While on a tour of Mori Tower on the morning of 26 March 2004, six-year-old Ryo Mizokawa was killed in a revolving door at the building's second-floor main entrance. Mizokawa's head was crushed between the door rotating from his left and the outer frame; he died two hours after reaching the hospital. The door's motion safety sensor was originally set to detect anything standing 80 cm tall. This setting was changed to 135 cm, after the door began stopping unnecessarily when detecting a newly installed safety barrier nearby.

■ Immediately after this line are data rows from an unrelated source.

//! Viewport-Input-Handling: Maus-Events, Pan, Scroll-Zoom → AppIntent.

use glam::Vec2;

use crate::app::AppIntent;
use crate::core::Camera2D;
use crate::shared::ViewerOptions;

/// Verwaltet den Input-Zustand für den Karten-Viewport.
#[derive(Default)]
pub struct InputState;

impl InputState {
    /// Erstellt einen neuen, leeren Input-Zustand.
    pub fn new() -> Self {
        Self
    }

    /// Sammelt Viewport-Events aus egui-Input und gibt AppIntents zurück.
    ///
    /// Diese Methode ist der zentrale UI→Intent-Einstieg für Maus-,
    /// Scroll- und Drag-Interaktionen im Viewport.
    pub fn collect_viewport_events(
        &mut self,
        ui: &egui::Ui,
        response: &egui::Response,
        viewport_size: [f32; 2],
        camera: &Camera2D,
        options: &ViewerOptions,
    ) -> Vec<AppIntent> {
        let mut events = Vec::new();

        events.push(AppIntent::ViewportResized {
            size: viewport_size,
        });

        self.handle_pointer_delta(ui, response, camera, &mut events);
        self.handle_scroll_zoom(ui, response, viewport_size, camera, options, &mut events);
        self.handle_click(response, &mut events);

        events
    }

    /// Kamera-Pan per Drag (jede Maustaste).
    fn handle_pointer_delta(
        &self,
        ui: &egui::Ui,
        response: &egui::Response,
        camera: &Camera2D,
        events: &mut Vec<AppIntent>,
    ) {
        let pointer_delta = ui.input(|i| i.pointer.delta());
        if pointer_delta == egui::Vec2::ZERO {
            return;
        }

        let dragged = response.dragged_by(egui::PointerButton::Primary)
            || response.dragged_by(egui::PointerButton::Middle)
            || response.dragged_by(egui::PointerButton::Secondary);
        if dragged {
            let wpp = camera.world_per_pixel();
            events.push(AppIntent::CameraPan {
                delta: Vec2::new(-pointer_delta.x * wpp, -pointer_delta.y * wpp),
            });
        }
    }

    /// Scroll-Zoom auf die aktuelle Mausposition.
    fn handle_scroll_zoom(
        &self,
        ui: &egui::Ui,
        response: &egui::Response,
        viewport_size: [f32; 2],
        camera: &Camera2D,
        options: &ViewerOptions,
        events: &mut Vec<AppIntent>,
    ) {
        let scroll = ui.input(|i| i.smooth_scroll_delta.y);
        if scroll == 0.0 || !response.hovered() {
            return;
        }

        let step = options.camera_scroll_zoom_step;
        let factor = if scroll > 0.0 { step } else { 1.0 / step };
        let focus_world = response
            .hover_pos()
            .map(|pos| screen_pos_to_world(pos, response, viewport_size, camera));
        events.push(AppIntent::CameraZoom {
            factor,
            focus_world,
        });
    }

    /// Klick (ohne Drag) → Popup-Toggle unter dem Mauszeiger.
    fn handle_click(&self, response: &egui::Response, events: &mut Vec<AppIntent>) {
        if !response.clicked() {
            return;
        }
        if let Some(pos) = response.interact_pointer_pos() {
            let local = pos - response.rect.min;
            events.push(AppIntent::MapClicked {
                screen_pos: Vec2::new(local.x, local.y),
            });
        }
    }
}

/// Konvertiert eine absolute egui-Position in Welt-Koordinaten.
fn screen_pos_to_world(
    pos: egui::Pos2,
    response: &egui::Response,
    viewport_size: [f32; 2],
    camera: &Camera2D,
) -> Vec2 {
    let local = pos - response.rect.min;
    camera.screen_to_world(
        Vec2::new(local.x, local.y),
        Vec2::new(viewport_size[0], viewport_size[1]),
    )
}
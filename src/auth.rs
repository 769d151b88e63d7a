//! Token-based authentication.
//!
//! Login issues an HS256-signed token whose subject is the user id; every
//! entity route derives its owner scope from the `Authorization: Bearer`
//! header rather than trusting a client-supplied user id.

use axum::async_trait;
use axum::extract::{FromRef, FromRequestParts};
use axum::http::header::AUTHORIZATION;
use axum::http::request::Parts;
use chrono::{Duration, Utc};
use jsonwebtoken::{decode, encode, DecodingKey, EncodingKey, Header, Validation};
use serde::{Deserialize, Serialize};

use crate::models::User;
use crate::state::AppState;
use crate::{Error, Result};

const TOKEN_TTL_HOURS: i64 = 24;

/// Claims carried by an issued token.
#[derive(Debug, Serialize, Deserialize)]
pub struct Claims {
    /// Subject (user id)
    pub sub: i64,
    /// Email
    pub email: String,
    /// Issued at
    pub iat: i64,
    /// Expiration
    pub exp: i64,
}

/// Signing and verification keys derived from the configured secret.
#[derive(Clone)]
pub struct AuthKeys {
    encoding: EncodingKey,
    decoding: DecodingKey,
}

impl AuthKeys {
    pub fn new(secret: &str) -> Self {
        Self {
            encoding: EncodingKey::from_secret(secret.as_bytes()),
            decoding: DecodingKey::from_secret(secret.as_bytes()),
        }
    }

    /// Issue a token for a user.
    pub fn issue(&self, user: &User) -> Result<String> {
        let now = Utc::now();
        let claims = Claims {
            sub: user.id,
            email: user.email.clone(),
            iat: now.timestamp(),
            exp: (now + Duration::hours(TOKEN_TTL_HOURS)).timestamp(),
        };

        encode(&Header::default(), &claims, &self.encoding)
            .map_err(|e| Error::Internal(format!("failed to sign token: {e}")))
    }

    /// Verify a token (with or without the `Bearer ` prefix) and return its claims.
    pub fn verify(&self, token: &str) -> Result<Claims> {
        let token = token.strip_prefix("Bearer ").unwrap_or(token);

        decode::<Claims>(token, &self.decoding, &Validation::default())
            .map(|data| data.claims)
            .map_err(|e| Error::Auth(format!("Invalid token: {e}")))
    }
}

/// The authenticated caller, extracted from the bearer token.
#[derive(Debug, Clone, Copy)]
pub struct CurrentUser {
    pub id: i64,
}

#[async_trait]
impl<S> FromRequestParts<S> for CurrentUser
where
    AppState: FromRef<S>,
    S: Send + Sync,
{
    type Rejection = Error;

    async fn from_request_parts(parts: &mut Parts, state: &S) -> Result<Self> {
        let state = AppState::from_ref(state);

        let header = parts
            .headers
            .get(AUTHORIZATION)
            .and_then(|value| value.to_str().ok())
            .ok_or_else(|| Error::Auth("Missing authorization header.".to_string()))?;

        let claims = state.auth.verify(header)?;
        Ok(CurrentUser { id: claims.sub })
    }
}

#[cfg(test)]
mod tests {
    use super::*;

    fn sample_user() -> User {
        User {
            id: 7,
            username: "test".to_string(),
            email: "test@example.com".to_string(),
            password_hash: "pw".to_string(),
            birth_date: None,
            created_at: Utc::now().naive_utc(),
        }
    }

    #[test]
    fn issued_token_verifies_round_trip() {
        let keys = AuthKeys::new("unit-test-secret");
        let token = keys.issue(&sample_user()).unwrap();

        let claims = keys.verify(&token).unwrap();
        assert_eq!(claims.sub, 7);
        assert_eq!(claims.email, "test@example.com");

        // Bearer prefix is accepted too.
        let claims = keys.verify(&format!("Bearer {token}")).unwrap();
        assert_eq!(claims.sub, 7);
    }

    #[test]
    fn token_signed_with_other_secret_is_rejected() {
        let token = AuthKeys::new("one-secret").issue(&sample_user()).unwrap();
        let err = AuthKeys::new("another-secret").verify(&token).unwrap_err();
        assert_eq!(err.status_code(), 401);
    }

    #[test]
    fn garbage_token_is_rejected() {
        let keys = AuthKeys::new("unit-test-secret");
        assert!(keys.verify("Bearer not.a.token").is_err());
    }
}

After the incident, it was revealed that 32 people had previously sustained injuries caused by revolving doors at Roppongi Hills since the complex opened less than a year earlier. In September of the same year, in an out-of-court settlement, the Mizokawa family received a compensation payment of approximately 70 million yen from the building's operator, Mori Building Company. This sum was approximately equivalent to the cost of two doors of the type that caused the fatality.

In March 2005, prosecutors indicted three people on charges of professional negligence resulting in death: senior Mori Building Co. executives Yuzo Tada and Yukihiro Koyama and an executive from the revolving door's manufacturer, Sanwa Tajima Corporation, Hisanobu Kubo. Prosecutors argued that the Mori Building officials did not implement safety measures proposed after previous incidents because they would detract from the tower's entrance appearance. All three pleaded guilty to the charges, and in September they received three-year suspended prison sentences of 10 months, 10 months and 14 months, respectively.

===Livedoor incident===
In January 2006, one of the building's tenants, livedoor, a Japanese internet service provider, was raided by police. The incident resulted in the arrests of two executives and the company has since relocated its headquarters.

===2007 fire===
On 4 April 2007, an elevator system in Mori Tower produced a fire that destroyed part of the tower's lift-motor room and forced hundreds of people to evacuate the building. According to the elevator's manufacturer, Otis Elevator Company, a frayed cable scraping surrounding lift system components produced enough sparks to ignite a fire. After the fire, it was discovered that Otis had been aware of rusted and frayed cables in the tower's elevator systems since January 2005. The incident spawned nationwide inspections of Japanese elevators by both Nippon Otis and the Land, Infrastructure and Transport Ministry. The ministry inspection of approximately 260,000 elevators turned up problems in 813 elevators.